Filed under:insight — posted by Showy on September 28, 2010 @ 12:00 pm

Me and Marshall go way back (that would be Eminem to the masses).  He is from Detroit, I am from Cleveland.  Well, neither of us are ACTUALLY from those two cities, we both just claim them as the largest known metropolises (metropol-i?) to the po-dunk small towns where we suffered through adolescence.  I grew up in Windham, Ohio and he in Warren, Michigan.  We are both members of the infamous GenerationX.  He and I are both older than our peers.  We both enjoyed sex, drugs and rock and roll to excess, both went to rehab and now we both use our vast experience in “the life” in our creative work.  We both have adorable little blond children, and we both enjoy the short bleached hair look from time to time.  I told you we went way back.  So when I feel guilty for posting so infrequently, I think of my friend M & M.  He took a three year hiatus, and why not?  He has a nice pile of work to recline on, giving him time to kick up his heels, pop some Vicodin and play with Haley.  Those three years gave him material and my past year and a half has been packed full of adventure as well.  I turned 40, moved to the ghetto, gave birth to a brilliant son and earned my yoga certification.  I turned 41, moved in with the in laws to escape Black Mold invasion, moved again to the hot, hot central valley, got fired, got hired and lost ALL the baby weight (stress diet anyone?  fuck Weight Watchers).  What to relate first?  How about PREGNANCY:  What the fuck am I doing?

!!!??13467582461975824615798510.3525794258013???!!!

One thing no one, I mean not one person, not your best friend or some random chatty idiot,no one tells you when you get pregnant is that you lose your mind.  Not all of your mind and not every minute of every day, but enough that you start praying to whatever supreme being or Nordic god or voodoo mother fucker that you can think of to PLEASE let you remember your new zip code.  Really.  Just that.  We moved during my second trimester from 95608 to 96507–wow, just flip the numbers and add one.  Unfortunately I could never get it straight in my head if the 956 was the new or the old, which slows down and fucks up more things than you think possible.    I tried to pay for gas at a pump with our debit card and it rejected me because I invariably put in the old code or some merging of old and new.  However being clearly pregnant (rather than maybe she’s fat or maybe she’s pregnant months 3 through 5) helps because almost all gas station attendants are men who see the pregnant lady and (rightly) assume she’s nuts and they just turn the pump on.  New zip code + driving= use cash.  I went to drop off a tire and couldn’t tell the nice man where I lived.  I call my pals at Progressive and have to hang up because clearly they need my zip code to recalculate my car insurance.   I am fairly certain I asked my baby daddy seven thousand times “what’s our zip code?”  Finally I had to accept that I was either beginning a slow slide into Alzheimer’s or that I was full of baby and hormones and fuck knows what else. and was not going to remember all sorts of shit.  My solution?   I wrote the zip code on my arm a la Memento.  Sharpies rule……….

do you have a kids menu?

Filed under:food — posted by Showy on August 2, 2010 @ 3:55 pm

I was restless last night and the baby was on one so I threw “Eternal Sunshine of the Spotless Mind” in the player.  I love this movie and can still keep an eye on Crawly McCrawler–listening to the dialogue rather than watching the flashing pictures.  Kirsten Dunst’s character was stoned and reveling in the memory cleansing process, how it allows messy adult brains to return to baby-like status, all fresh and clean.  This pure, unsullied state of a baby applies to his palate as well.  Babies are taught what to like and dislike as much as they have natural preferences.  They are curious about everything in the world as each minute something new happens in their brain.  I watch my son’s face and it is in constant motion, reacting to and absorbing EVERYTHING. I remember the first time I tried coffee as a kid–my parents drank it every morning and it smelled pretty good.  WOW was it nasty.
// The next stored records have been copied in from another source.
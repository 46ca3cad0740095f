//! Tests for the LoadRunner
//!
//! All tests run on a paused tokio clock: the mock target "takes" its latency
//! by sleeping, so virtual time advances deterministically and multi-second
//! scenarios finish instantly.

use super::*;
use crate::options::{EntryPoint, ExecutorSpec, ScenarioSet, ScenarioSpec, Stage};
use crate::target::{HttpCall, Response, TargetError};

use async_trait::async_trait;
use std::sync::atomic::{AtomicUsize, Ordering};
use std::sync::Mutex;
use std::time::Duration;

// ============================================================================
// Mock Target
// ============================================================================

struct MockTarget {
    status: u16,
    latency: Duration,
    origin: Instant,
    calls: Mutex<Vec<(Duration, HttpCall)>>,
    in_flight: AtomicUsize,
    max_in_flight: AtomicUsize,
}

impl MockTarget {
    fn new(status: u16, latency: Duration) -> Self {
        Self {
            status,
            latency,
            origin: Instant::now(),
            calls: Mutex::new(Vec::new()),
            in_flight: AtomicUsize::new(0),
            max_in_flight: AtomicUsize::new(0),
        }
    }
}

#[async_trait]
impl Target for MockTarget {
    async fn send(&self, call: &HttpCall) -> Result<Response, TargetError> {
        self.calls
            .lock()
            .unwrap()
            .push((self.origin.elapsed(), call.clone()));

        let now = self.in_flight.fetch_add(1, Ordering::SeqCst) + 1;
        self.max_in_flight.fetch_max(now, Ordering::SeqCst);
        tokio::time::sleep(self.latency).await;
        self.in_flight.fetch_sub(1, Ordering::SeqCst);

        Ok(Response {
            status: self.status,
            duration: self.latency,
        })
    }

    fn base_url(&self) -> &str {
        "http://mock"
    }
}

// ============================================================================
// Helpers
// ============================================================================

fn constant(vus: u32, duration: Duration, exec: EntryPoint) -> ScenarioSpec {
    ScenarioSpec::new(ExecutorSpec::ConstantVus { vus, duration }, exec)
}

fn options_with(scenarios: Vec<(&str, ScenarioSpec)>, thresholds: &[(&str, &str)]) -> LoadOptions {
    let scenarios: ScenarioSet = scenarios
        .into_iter()
        .map(|(name, spec)| (name.to_string(), spec))
        .collect();
    let mut options = LoadOptions {
        base_url: "http://mock".to_string(),
        scenarios,
        thresholds: BTreeMap::new(),
    };
    for (metric, expr) in thresholds {
        options
            .thresholds
            .entry(metric.to_string())
            .or_default()
            .push(expr.to_string());
    }
    options
}

// ============================================================================
// Constant executor
// ============================================================================

#[tokio::test(start_paused = true)]
async fn test_browsing_iterations_follow_think_time() {
    let options = options_with(
        vec![(
            "normal_browsing",
            constant(1, Duration::from_secs(3), EntryPoint::Browsing),
        )],
        &[],
    );
    let runner = LoadRunner::new(options, MockTarget::new(200, Duration::from_millis(10)));

    let outcome = runner.run().await.unwrap();

    // Iterations start at 0s, 1.01s and 2.02s; retirement at 3s lands in think time
    assert_eq!(outcome.metrics.iterations, 3);
    assert_eq!(outcome.metrics.http_reqs, 3);
    assert_eq!(outcome.metrics.interrupted_iterations, 0);
    assert!(outcome.collector.requests().all(|r| r.name == "/matches"));
    assert!(outcome.passed());
    assert!(!outcome.cancelled());
}

#[tokio::test(start_paused = true)]
async fn test_validate_heavy_runs_back_to_back() {
    let options = options_with(
        vec![(
            "cpu_stress_test",
            constant(2, Duration::from_secs(1), EntryPoint::ValidateHeavy),
        )],
        &[],
    );
    let runner = LoadRunner::new(options, MockTarget::new(200, Duration::from_millis(10)));

    let outcome = runner.run().await.unwrap();

    // No think time: each VU completes one call per 10ms of latency
    let iterations = outcome.metrics.iterations;
    assert!((200..=202).contains(&iterations), "got {}", iterations);
    assert_eq!(outcome.metrics.checks_passed, iterations);
    assert_eq!(outcome.metrics.checks_failed, 0);
    assert_eq!(outcome.scenarios["cpu_stress_test"].peak_vus, 2);
}

#[tokio::test(start_paused = true)]
async fn test_validate_heavy_against_failing_service() {
    let options = options_with(
        vec![(
            "cpu_stress_test",
            constant(3, Duration::from_millis(500), EntryPoint::ValidateHeavy),
        )],
        &[("checks", "rate>0.99")],
    );
    let runner = LoadRunner::new(options, MockTarget::new(503, Duration::from_millis(10)));

    let outcome = runner.run().await.unwrap();

    assert!(outcome.metrics.checks_failed > 0);
    assert_eq!(outcome.metrics.checks_passed, 0);
    assert_eq!(outcome.metrics.http_req_failed, outcome.metrics.http_reqs);
    assert!(!outcome.passed());
}

// ============================================================================
// Scheduling
// ============================================================================

#[tokio::test(start_paused = true)]
async fn test_scenarios_start_at_their_offsets() {
    let target = MockTarget::new(200, Duration::from_millis(10));
    let options = options_with(
        vec![
            (
                "normal_browsing",
                constant(2, Duration::from_secs(1), EntryPoint::Browsing),
            ),
            (
                "flash_sale_spike",
                constant(2, Duration::from_secs(1), EntryPoint::WarTicketV1)
                    .starting_at(Duration::from_secs(2)),
            ),
        ],
        &[],
    );
    let runner = LoadRunner::new(options, target);

    let outcome = runner.run().await.unwrap();

    let calls = runner.target.calls.lock().unwrap().clone();
    let first_purchase = calls
        .iter()
        .filter(|(_, call)| call.path == "/buy/v1/5")
        .map(|(at, _)| *at)
        .min()
        .unwrap();
    let last_browse = calls
        .iter()
        .filter(|(_, call)| call.path == "/matches")
        .map(|(at, _)| *at)
        .max()
        .unwrap();

    assert!(first_purchase >= Duration::from_secs(2));
    assert!(last_browse < Duration::from_secs(1));
    assert_eq!(outcome.scenarios.len(), 2);
    assert!(outcome.metrics.scenarios["flash_sale_spike"].iterations > 0);
}

#[tokio::test(start_paused = true)]
async fn test_ramping_executor_follows_stages() {
    let options = options_with(
        vec![(
            "flash_sale_spike",
            ScenarioSpec::new(
                ExecutorSpec::RampingVus {
                    start_vus: 0,
                    stages: vec![
                        Stage::new(Duration::from_secs(1), 10),
                        Stage::new(Duration::from_secs(1), 0),
                    ],
                    graceful_ramp_down: Duration::from_secs(1),
                },
                EntryPoint::WarTicketV1,
            ),
        )],
        &[],
    );
    let runner = LoadRunner::new(options, MockTarget::new(200, Duration::from_millis(10)));

    let outcome = runner.run().await.unwrap();

    let stats = outcome.scenarios["flash_sale_spike"];
    assert!(stats.peak_vus <= 10);
    assert!(stats.peak_vus >= 8, "peak was {}", stats.peak_vus);
    assert_eq!(stats.interrupted, 0);
    assert!(runner.target.max_in_flight.load(Ordering::SeqCst) <= 10);
    assert!(outcome.metrics.iterations > 0);
    assert!(outcome
        .collector
        .requests()
        .all(|r| r.name == "/buy/v1/5" && r.method == crate::target::Method::Post));
}

#[tokio::test(start_paused = true)]
async fn test_graceful_stop_interrupts_slow_iterations() {
    let mut spec = constant(2, Duration::from_millis(100), EntryPoint::ValidateHeavy);
    spec.graceful_stop = Duration::from_millis(50);
    let options = options_with(vec![("slow", spec)], &[]);

    // Every call takes far longer than duration + graceful stop
    let runner = LoadRunner::new(options, MockTarget::new(200, Duration::from_secs(10)));

    let outcome = runner.run().await.unwrap();

    assert_eq!(outcome.metrics.iterations, 0);
    assert_eq!(outcome.metrics.interrupted_iterations, 2);
    assert_eq!(outcome.scenarios["slow"].interrupted, 2);
}

// ============================================================================
// Shutdown & thresholds
// ============================================================================

#[tokio::test(start_paused = true)]
async fn test_shutdown_stops_all_scenarios() {
    let options = options_with(
        vec![
            (
                "normal_browsing",
                constant(5, Duration::from_secs(600), EntryPoint::Browsing),
            ),
            (
                "later",
                constant(5, Duration::from_secs(10), EntryPoint::Browsing)
                    .starting_at(Duration::from_secs(900)),
            ),
        ],
        &[],
    );
    let runner = LoadRunner::new(options, MockTarget::new(200, Duration::from_millis(10)));
    let handle = runner.shutdown_handle();

    tokio::spawn(async move {
        tokio::time::sleep(Duration::from_secs(2)).await;
        handle.shutdown();
    });

    let started = Instant::now();
    let outcome = runner.run().await.unwrap();

    assert!(started.elapsed() < Duration::from_secs(5));
    assert!(outcome.cancelled());
    assert!(outcome.scenarios["later"].cancelled);
    assert_eq!(outcome.scenarios["later"].vus_spawned, 0);
    assert!(outcome.metrics.iterations > 0);
}

#[tokio::test(start_paused = true)]
async fn test_latency_threshold() {
    let options = options_with(
        vec![(
            "cpu_stress_test",
            constant(1, Duration::from_millis(200), EntryPoint::ValidateHeavy),
        )],
        &[("http_req_duration", "p(95)<2000")],
    );

    let fast = LoadRunner::new(options.clone(), MockTarget::new(200, Duration::from_millis(20)));
    assert!(fast.run().await.unwrap().passed());

    let slow = LoadRunner::new(options, MockTarget::new(200, Duration::from_millis(2500)));
    let outcome = slow.run().await.unwrap();
    assert!(!outcome.passed());
    assert_eq!(outcome.thresholds.outcomes[0].observed, 2500.0);
}

#[tokio::test]
async fn test_invalid_options_are_rejected() {
    let options = options_with(vec![], &[]);
    let runner = LoadRunner::new(options, MockTarget::new(200, Duration::ZERO));
    assert!(runner.run().await.is_err());
}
My parents did NOT say “you won’t like this” but they did laugh at the face I pulled.  One Saturday morning I dug through the pantry looking for alum because Bugs Bunny gave some to Daffy and it made his head shrink (I ate the alum and was quite disappointed).  My mother simply asked how was it and left it at that.  When we went out to dinner I have cloudy memories of who ordered for who.  My little brother and I both sat still, shut up and ate what was served to us.  Is this style of parenting gone?  Now I see moms tell their children “No honey you don’t like beans / vanilla / chicken” fill in the blank all the time.  How does mom know?  I know I have some days when the thought of eating chicken turns my stomach, and others when all I want is a nice garlic-y hen roasting in the oven.  And I’m old enough to vote, drive and drink.  Maybe today little baby Joey wants to chew on some carrots, but tomorrow he only wants yogurt.  And maybe little baby Joey will eat what MOM TELLS him he is eating when they go out to dinner, rather than the other way around.  Yes children should be active participants in their diet–but when I told my mother I wanted to be a vegetarian she looked at me and looked at dinner and said “I’m not cooking just for you–eat what you want” and my vegetarianism lasted one meal.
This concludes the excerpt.